▶ _What to work on_: The full set of records is to be reproduced verbatim.

▶ _Available data_:
□ □ □ □ □ □ □

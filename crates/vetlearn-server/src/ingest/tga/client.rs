//! HTTP client for the training component SOAP service

use async_trait::async_trait;
use reqwest::{Client, StatusCode};
use std::time::Duration;
use tracing::{debug, info};

use super::config::{Credentials, TgaConfig};
use super::error::{TgaError, TgaResult};
use super::models::{ComponentDetails, DetailOptions, SearchPage, SearchRequest};
use super::soap;
use super::TgaApi;

/// Authenticated client for search, details and file downloads
pub struct TgaClient {
    client: Client,
    config: TgaConfig,
    credentials: Credentials,
    endpoint: String,
}

impl TgaClient {
    pub fn new(config: TgaConfig, credentials: Credentials) -> TgaResult<Self> {
        let client = Client::builder()
            .timeout(Duration::from_secs(config.timeout_secs))
            .user_agent(config.user_agent.clone())
            .build()?;

        let endpoint = config.endpoint_url();

        Ok(Self {
            client,
            config,
            credentials,
            endpoint,
        })
    }

    /// Build a client from configuration carrying credentials
    pub fn from_config(config: TgaConfig) -> Option<TgaResult<Self>> {
        let credentials = config.credentials.clone()?;
        Some(Self::new(config, credentials))
    }

    pub fn endpoint(&self) -> &str {
        &self.endpoint
    }

    async fn call(&self, operation: &str, body: String) -> TgaResult<String> {
        debug!(operation, endpoint = %self.endpoint, "Calling TGA SOAP operation");

        let response = self
            .client
            .post(&self.endpoint)
            .basic_auth(&self.credentials.username, Some(&self.credentials.password))
            .header(reqwest::header::CONTENT_TYPE, "text/xml; charset=utf-8")
            .header("SOAPAction", format!("\"{}\"", soap::soap_action(operation)))
            .body(body)
            .send()
            .await?;

        let status = response.status();
        let text = response.text().await?;

        classify_status(status, text)
    }
}

/// Map an HTTP status onto the error taxonomy, passing through bodies that
/// still need envelope parsing. 5xx responses carrying a SOAP fault are
/// handed on so the fault text decides between NotFound and Malformed.
fn classify_status(status: StatusCode, body: String) -> TgaResult<String> {
    if status == StatusCode::UNAUTHORIZED || status == StatusCode::FORBIDDEN {
        return Err(TgaError::Auth {
            status: status.as_u16(),
        });
    }
    if status.is_success() {
        return Ok(body);
    }
    if status.is_server_error() {
        if soap::is_fault(&body) {
            return Ok(body);
        }
        return Err(TgaError::Transport(format!("HTTP {}", status)));
    }
    Err(TgaError::Malformed(format!("unexpected HTTP {}", status)))
}

#[async_trait]
impl TgaApi for TgaClient {
    async fn search_components(&self, request: &SearchRequest) -> TgaResult<SearchPage> {
        let body = self.call("Search", soap::search_envelope(request)).await?;
        let page = soap::parse_search_response(&body, request)?;

        debug!(
            filter = %request.filter,
            page = page.page,
            hits = page.components.len(),
            "TGA search completed"
        );
        Ok(page)
    }

    async fn get_details(&self, code: &str, options: DetailOptions) -> TgaResult<ComponentDetails> {
        let body = self
            .call("GetDetails", soap::details_envelope(code, options))
            .await?;
        soap::parse_details_response(&body, code)
    }

    async fn download_xml(&self, filename: &str) -> TgaResult<Vec<u8>> {
        let url = self.config.file_url(filename);
        info!("Downloading component XML from: {}", url);

        let response = self
            .client
            .get(&url)
            .basic_auth(&self.credentials.username, Some(&self.credentials.password))
            .send()
            .await?;
        let status = response.status();

        match status {
            StatusCode::NOT_FOUND => {
                return Err(TgaError::NotFound(format!("XML file {} not found", filename)))
            },
            StatusCode::UNAUTHORIZED | StatusCode::FORBIDDEN => {
                return Err(TgaError::Auth {
                    status: status.as_u16(),
                })
            },
            s if s.is_server_error() => {
                return Err(TgaError::Transport(format!("HTTP {} downloading {}", s, filename)))
            },
            s if !s.is_success() => {
                return Err(TgaError::Malformed(format!("unexpected HTTP {} downloading {}", s, filename)))
            },
            _ => {},
        }

        let bytes = response.bytes().await?;
        if bytes.is_empty() {
            return Err(TgaError::NotFound(format!("XML file {} is empty", filename)));
        }

        debug!("Downloaded {} ({} KB)", filename, bytes.len() / 1024);
        Ok(bytes.to_vec())
    }
}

□ □ □ □ □ □ □

▶ _Answer to the exercise_:
filename crates/vetlearn-server/src/ingest/tga/client.rs
//! HTTP client for the training component SOAP service

use async_trait::async_trait;
use reqwest::{Client, StatusCode};
use std::time::Duration;
use tracing::{debug, info};

use super::config::{Credentials, TgaConfig};
use super::error::{TgaError, TgaResult};
use super::models::{ComponentDetails, DetailOptions, SearchPage, SearchRequest};
use super::soap;
use super::TgaApi;

/// Authenticated client for search, details and file downloads
pub struct TgaClient {
    client: Client,
    config: TgaConfig,
    credentials: Credentials,
    endpoint: String,
}

impl TgaClient {
    pub fn new(config: TgaConfig, credentials: Credentials) -> TgaResult<Self> {
        let client = Client::builder()
            .timeout(Duration::from_secs(config.timeout_secs))
            .user_agent(config.user_agent.clone())
            .build()?;

        let endpoint = config.endpoint_url();

        Ok(Self {
            client,
            config,
            credentials,
            endpoint,
        })
    }

    /// Build a client from configuration carrying credentials
    pub fn from_config(config: TgaConfig) -> Option<TgaResult<Self>> {
        let credentials = config.credentials.clone()?;
        Some(Self::new(config, credentials))
    }

    pub fn endpoint(&self) -> &str {
        &self.endpoint
    }

    async fn call(&self, operation: &str, body: String) -> TgaResult<String> {
        debug!(operation, endpoint = %self.endpoint, "Calling TGA SOAP operation");

        let response = self
            .client
            .post(&self.endpoint)
            .basic_auth(&self.credentials.username, Some(&self.credentials.password))
            .header(reqwest::header::CONTENT_TYPE, "text/xml; charset=utf-8")
            .header("SOAPAction", format!("\"{}\"", soap::soap_action(operation)))
            .body(body)
            .send()
            .await?;

        let status = response.status();
        let text = response.text().await?;

        classify_status(status, text)
    }
}

/// Map an HTTP status onto the error taxonomy, passing through bodies that
/// still need envelope parsing. 5xx responses carrying a SOAP fault are
/// handed on so the fault text decides between NotFound and Malformed.
fn classify_status(status: StatusCode, body: String) -> TgaResult<String> {
    if status == StatusCode::UNAUTHORIZED || status == StatusCode::FORBIDDEN {
        return Err(TgaError::Auth {
            status: status.as_u16(),
        });
    }
    if status.is_success() {
        return Ok(body);
    }
    if status.is_server_error() {
        if soap::is_fault(&body) {
            return Ok(body);
        }
        return Err(TgaError::Transport(format!("HTTP {}", status)));
    }
    Err(TgaError::Malformed(format!("unexpected HTTP {}", status)))
}

#[async_trait]
impl TgaApi for TgaClient {
    async fn search_components(&self, request: &SearchRequest) -> TgaResult<SearchPage> {
        let body = self.call("Search", soap::search_envelope(request)).await?;
        let page = soap::parse_search_response(&body, request)?;

        debug!(
            filter = %request.filter,
            page = page.page,
            hits = page.components.len(),
            "TGA search completed"
        );
        Ok(page)
    }

    async fn get_details(&self, code: &str, options: DetailOptions) -> TgaResult<ComponentDetails> {
        let body = self
            .call("GetDetails", soap::details_envelope(code, options))
            .await?;
        soap::parse_details_response(&body, code)
    }

    async fn download_xml(&self, filename: &str) -> TgaResult<Vec<u8>> {
        let url = self.config.file_url(filename);
        info!("Downloading component XML from: {}", url);

        let response = self
            .client
            .get(&url)
            .basic_auth(&self.credentials.username, Some(&self.credentials.password))
            .send()
            .await?;
        let status = response.status();

        match status {
            StatusCode::NOT_FOUND => {
                return Err(TgaError::NotFound(format!("XML file {} not found", filename)))
            },
            StatusCode::UNAUTHORIZED | StatusCode::FORBIDDEN => {
                return Err(TgaError::Auth {
                    status: status.as_u16(),
                })
            },
            s if s.is_server_error() => {
                return Err(TgaError::Transport(format!("HTTP {} downloading {}", s, filename)))
            },
            s if !s.is_success() => {
                return Err(TgaError::Malformed(format!("unexpected HTTP {} downloading {}", s, filename)))
            },
            _ => {},
        }

        let bytes = response.bytes().await?;
        if bytes.is_empty() {
            return Err(TgaError::NotFound(format!("XML file {} is empty", filename)));
        }

        debug!("Downloaded {} ({} KB)", filename, bytes.len() / 1024);
        Ok(bytes.to_vec())
    }
}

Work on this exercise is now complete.